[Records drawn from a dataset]
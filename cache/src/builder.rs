use crate::cache::Cache;
use crate::error::BuildError;
use crate::listener::{EvictionListener, SharedListener};
use crate::policy::segmented::DEFAULT_SEGMENTS;
use crate::policy::StrategyKind;
use crate::value::Value;

use core::fmt;
use std::sync::Arc;
use std::time::Duration;

/// The janitor interval used when a TTL is set without an explicit interval.
/// Short TTLs are swept at their own period instead.
pub const DEFAULT_CLEANUP_INTERVAL: Duration = Duration::from_secs(1);

/// A builder for [`Cache`] instances.
pub struct CacheBuilder<V> {
  name: String,
  strategy: StrategyKind,
  capacity: u64,
  segments: usize,
  time_to_live: Option<Duration>,
  cleanup_interval: Option<Duration>,
  listener: Option<SharedListener<V>>,
}

impl<V> Default for CacheBuilder<V> {
  fn default() -> Self {
    Self {
      name: "cache".to_owned(),
      strategy: StrategyKind::default(),
      capacity: 0,
      segments: DEFAULT_SEGMENTS,
      time_to_live: None,
      cleanup_interval: None,
      listener: None,
    }
  }
}

impl<V> fmt::Debug for CacheBuilder<V> {
  fn fmt(&self, f: &mut fmt::Formatter<'_>) -> fmt::Result {
    f.debug_struct("CacheBuilder")
      .field("name", &self.name)
      .field("strategy", &self.strategy)
      .field("capacity", &self.capacity)
      .field("segments", &self.segments)
      .field("time_to_live", &self.time_to_live)
      .field("cleanup_interval", &self.cleanup_interval)
      .field("has_listener", &self.listener.is_some())
      .finish()
  }
}

impl<V: Value> CacheBuilder<V> {
  /// Names the cache in logs. The cleanup janitor is named `<name>-janitor`.
  pub fn name(mut self, name: impl Into<String>) -> Self {
    self.name = name.into();
    self
  }

  /// Selects the eviction strategy. Defaults to LRU.
  pub fn strategy(mut self, strategy: StrategyKind) -> Self {
    self.strategy = strategy;
    self
  }

  /// Selects the eviction strategy by name (`fifo`, `lru`, `lfu`, `arc`,
  /// case-insensitive).
  pub fn strategy_name(mut self, name: &str) -> Result<Self, BuildError> {
    self.strategy = name.parse()?;
    Ok(self)
  }

  /// Sets the byte capacity. `0`, the default, means unbounded.
  pub fn capacity(mut self, capacity: u64) -> Self {
    self.capacity = capacity;
    self
  }

  /// Sets the number of LRU segments. Ignored by other strategies.
  pub fn segments(mut self, segments: usize) -> Self {
    self.segments = segments;
    self
  }

  /// Enables a background sweep removing entries not touched for `ttl`.
  pub fn time_to_live(mut self, ttl: Duration) -> Self {
    self.time_to_live = Some(ttl);
    self
  }

  /// Sets how often the TTL sweep runs.
  pub fn cleanup_interval(mut self, interval: Duration) -> Self {
    self.cleanup_interval = Some(interval);
    self
  }

  /// Registers a listener told about every eviction, on a notifier thread.
  pub fn eviction_listener<Listener>(mut self, listener: Listener) -> Self
  where
    Listener: EvictionListener<V> + 'static,
  {
    self.listener = Some(Arc::new(listener));
    self
  }

  pub fn build(self) -> Result<Cache<V>, BuildError> {
    if self.segments == 0 {
      return Err(BuildError::ZeroSegments);
    }
    if matches!(self.cleanup_interval, Some(interval) if interval.is_zero()) {
      return Err(BuildError::ZeroInterval);
    }

    let cache = Cache::from_parts(
      self.name,
      self.strategy,
      self.capacity,
      self.segments,
      self.listener,
    );

    if let Some(ttl) = self.time_to_live {
      let interval = self
        .cleanup_interval
        .unwrap_or_else(|| ttl.min(DEFAULT_CLEANUP_INTERVAL));
      // A zero TTL would otherwise yield a zero interval.
      let interval = if interval.is_zero() { DEFAULT_CLEANUP_INTERVAL } else { interval };
      cache.set_cleanup(ttl, interval)?;
    }
    Ok(cache)
  }
}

* What you should do *
Would you transcribe all of the data, keeping each line exact?

* Exercise output *
filename cache/src/builder.rs
use crate::cache::Cache;
use crate::error::BuildError;
use crate::listener::{EvictionListener, SharedListener};
use crate::policy::segmented::DEFAULT_SEGMENTS;
use crate::policy::StrategyKind;
use crate::value::Value;

use core::fmt;
use std::sync::Arc;
use std::time::Duration;

/// The janitor interval used when a TTL is set without an explicit interval.
/// Short TTLs are swept at their own period instead.
pub const DEFAULT_CLEANUP_INTERVAL: Duration = Duration::from_secs(1);

/// A builder for [`Cache`] instances.
pub struct CacheBuilder<V> {
  name: String,
  strategy: StrategyKind,
  capacity: u64,
  segments: usize,
  time_to_live: Option<Duration>,
  cleanup_interval: Option<Duration>,
  listener: Option<SharedListener<V>>,
}

impl<V> Default for CacheBuilder<V> {
  fn default() -> Self {
    Self {
      name: "cache".to_owned(),
      strategy: StrategyKind::default(),
      capacity: 0,
      segments: DEFAULT_SEGMENTS,
      time_to_live: None,
      cleanup_interval: None,
      listener: None,
    }
  }
}

impl<V> fmt::Debug for CacheBuilder<V> {
  fn fmt(&self, f: &mut fmt::Formatter<'_>) -> fmt::Result {
    f.debug_struct("CacheBuilder")
      .field("name", &self.name)
      .field("strategy", &self.strategy)
      .field("capacity", &self.capacity)
      .field("segments", &self.segments)
      .field("time_to_live", &self.time_to_live)
      .field("cleanup_interval", &self.cleanup_interval)
      .field("has_listener", &self.listener.is_some())
      .finish()
  }
}

impl<V: Value> CacheBuilder<V> {
  /// Names the cache in logs. The cleanup janitor is named `<name>-janitor`.
  pub fn name(mut self, name: impl Into<String>) -> Self {
    self.name = name.into();
    self
  }

  /// Selects the eviction strategy. Defaults to LRU.
  pub fn strategy(mut self, strategy: StrategyKind) -> Self {
    self.strategy = strategy;
    self
  }

  /// Selects the eviction strategy by name (`fifo`, `lru`, `lfu`, `arc`,
  /// case-insensitive).
  pub fn strategy_name(mut self, name: &str) -> Result<Self, BuildError> {
    self.strategy = name.parse()?;
    Ok(self)
  }

  /// Sets the byte capacity. `0`, the default, means unbounded.
  pub fn capacity(mut self, capacity: u64) -> Self {
    self.capacity = capacity;
    self
  }

  /// Sets the number of LRU segments. Ignored by other strategies.
  pub fn segments(mut self, segments: usize) -> Self {
    self.segments = segments;
    self
  }

  /// Enables a background sweep removing entries not touched for `ttl`.
  pub fn time_to_live(mut self, ttl: Duration) -> Self {
    self.time_to_live = Some(ttl);
    self
  }

  /// Sets how often the TTL sweep runs.
  pub fn cleanup_interval(mut self, interval: Duration) -> Self {
    self.cleanup_interval = Some(interval);
    self
  }

  /// Registers a listener told about every eviction, on a notifier thread.
  pub fn eviction_listener<Listener>(mut self, listener: Listener) -> Self
  where
    Listener: EvictionListener<V> + 'static,
  {
    self.listener = Some(Arc::new(listener));
    self
  }

  pub fn build(self) -> Result<Cache<V>, BuildError> {
    if self.segments == 0 {
      return Err(BuildError::ZeroSegments);
    }
    if matches!(self.cleanup_interval, Some(interval) if interval.is_zero()) {
      return Err(BuildError::ZeroInterval);
    }

    let cache = Cache::from_parts(
      self.name,
      self.strategy,
      self.capacity,
      self.segments,
      self.listener,
    );

    if let Some(ttl) = self.time_to_live {
      let interval = self
        .cleanup_interval
        .unwrap_or_else(|| ttl.min(DEFAULT_CLEANUP_INTERVAL));
      // A zero TTL would otherwise yield a zero interval.
      let interval = if interval.is_zero() { DEFAULT_CLEANUP_INTERVAL } else { interval };
      cache.set_cleanup(ttl, interval)?;
    }
    Ok(cache)
  }
}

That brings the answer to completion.